Freddie Mac released a study purporting to show a 3.8-million-unit housing shortage in the United States in 2020. This is up from 2.5 million just two years earlier. 

Supply and demand are undefeated. When demand outpaces supply by that much, you can expect a few upper-end homes in coastal cities to go for a million over asking. Furthermore, houses and apartments take time to build, especially since strict permitting and zoning regulations often impede development. This is not a shortfall that can be quickly resolved.

Supplemental Causes

While increases in the money supply and a nationwide housing shortage are the main drivers of housing prices, a few other supplemental causes could be thrown in with Wall Street and the war in Ukraine as minor accelerants. 

For one, there have been a lot of supply chain issues of late that have caused all sorts of costs to increase. The most noteworthy in the real estate world has been lumber, but it’s also a systemic problem. 

Supply chain issues have exacerbated inflation, caused development and rehab projects to be delayed, and forced housing suppliers to pass prices onto consumers. But to believe that everything will return to normal when these issues are resolved is, unfortunately, wishful thinking.

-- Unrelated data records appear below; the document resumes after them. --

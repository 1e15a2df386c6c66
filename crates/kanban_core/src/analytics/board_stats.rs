//! Task counts for the analytics dashboard.
//!
//! # Responsibility
//! - Count tasks by priority, by column and by due-date window.
//!
//! # Invariants
//! - `*_at` functions are pure in `now`; the plain variants read the clock
//!   once per call.
//! - Column counts are keyed by title: columns sharing a title collapse into
//!   one entry holding the last column's count.
//! - Overdue and upcoming windows are disjoint.

use crate::model::board::{Board, Priority, Task};
use chrono::{DateTime, Duration, Utc};
use serde::Serialize;
use std::collections::BTreeMap;

/// Length of the upcoming window counted from `now`.
pub const UPCOMING_WINDOW_DAYS: i64 = 7;

/// Task count per priority.
#[derive(Debug, Clone, Copy, Default, PartialEq, Eq, Serialize)]
pub struct PriorityCounts {
    pub low: usize,
    pub medium: usize,
    pub high: usize,
}

impl PriorityCounts {
    pub fn get(&self, priority: Priority) -> usize {
        match priority {
            Priority::Low => self.low,
            Priority::Medium => self.medium,
            Priority::High => self.high,
        }
    }

    fn bump(&mut self, priority: Priority) {
        match priority {
            Priority::Low => self.low += 1,
            Priority::Medium => self.medium += 1,
            Priority::High => self.high += 1,
        }
    }
}

/// Due-date chart segments.
#[derive(Debug, Clone, Copy, PartialEq, Eq, Serialize)]
#[serde(rename_all = "camelCase")]
pub struct DueDateBreakdown {
    pub overdue: usize,
    pub upcoming: usize,
    /// `total - overdue - upcoming`; signed and not clamped.
    pub other: i64,
}

/// Full dashboard snapshot for one board.
#[derive(Debug, Clone, PartialEq, Eq, Serialize)]
#[serde(rename_all = "camelCase")]
pub struct BoardStats {
    pub total_tasks: usize,
    pub total_columns: usize,
    pub priority_counts: PriorityCounts,
    pub column_counts: BTreeMap<String, usize>,
    pub due_dates: DueDateBreakdown,
}

pub fn priority_distribution(board: &Board) -> PriorityCounts {
    board
        .tasks
        .values()
        .fold(PriorityCounts::default(), |mut counts, task| {
            counts.bump(task.priority);
            counts
        })
}

/// Number of task references per column, keyed by column title.
pub fn column_distribution(board: &Board) -> BTreeMap<String, usize> {
    let mut counts = BTreeMap::new();
    for column in &board.columns {
        counts.insert(column.title.clone(), column.task_ids.len());
    }
    counts
}

pub fn is_overdue_at(task: &Task, now: DateTime<Utc>) -> bool {
    task.due_date.is_some_and(|due| due < now)
}

/// Due within `[now, now + 7 days]`, both ends inclusive.
pub fn is_upcoming_at(task: &Task, now: DateTime<Utc>) -> bool {
    let deadline = now + Duration::days(UPCOMING_WINDOW_DAYS);
    task.due_date.is_some_and(|due| due >= now && due <= deadline)
}

pub fn overdue_count_at(board: &Board, now: DateTime<Utc>) -> usize {
    board
        .tasks
        .values()
        .filter(|task| is_overdue_at(task, now))
        .count()
}

pub fn upcoming_count_at(board: &Board, now: DateTime<Utc>) -> usize {
    board
        .tasks
        .values()
        .filter(|task| is_upcoming_at(task, now))
        .count()
}

pub fn overdue_count(board: &Board) -> usize {
    overdue_count_at(board, Utc::now())
}

pub fn upcoming_count(board: &Board) -> usize {
    upcoming_count_at(board, Utc::now())
}

pub fn due_date_breakdown_at(board: &Board, now: DateTime<Utc>) -> DueDateBreakdown {
    let overdue = overdue_count_at(board, now);
    let upcoming = upcoming_count_at(board, now);
    DueDateBreakdown {
        overdue,
        upcoming,
        other: board.tasks.len() as i64 - overdue as i64 - upcoming as i64,
    }
}

pub fn board_stats_at(board: &Board, now: DateTime<Utc>) -> BoardStats {
    BoardStats {
        total_tasks: board.tasks.len(),
        total_columns: board.columns.len(),
        priority_counts: priority_distribution(board),
        column_counts: column_distribution(board),
        due_dates: due_date_breakdown_at(board, now),
    }
}

pub fn board_stats(board: &Board) -> BoardStats {
    board_stats_at(board, Utc::now())
}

In addition, Airbnb has been accused of choking supply as well. Presumably, as more homeowners decided to use their house as a short-term rental, this should have hurt the hotel industry and caused a boon in home construction to fill the gap. But, there was no boon to development, so the housing shortage was exacerbated. 

One study, for example, found “that a 1% increase in Airbnb listings leads to a 0.018% increase in rents and a 0.026% increase in house prices.” While that does count as an effect, like Wall Street, it’s negligible. There are some 660,000 Airbnb listings in the United States. Some of these are for a spare bedroom or only used as a short-term rental part of the time. But even if you assumed all 660,000 were single-family residences, it would be less than 1% of the total housing stock.  

Conclusion

There are many reasons housing prices are skyrocketing. By far, the two most significant have been low-interest rates and the corresponding increase in the money supply along with a historic nationwide housing shortage.

Furthermore, while interest rates are increasing, they’re still well behind inflation, and the housing shortage isn’t going away any time soon. Overall, we can expect prices to continue to rise, although probably at a slower rate, as interest rates climb and we reach affordability limits.

We can expect housing prices to remain high for the foreseeable future.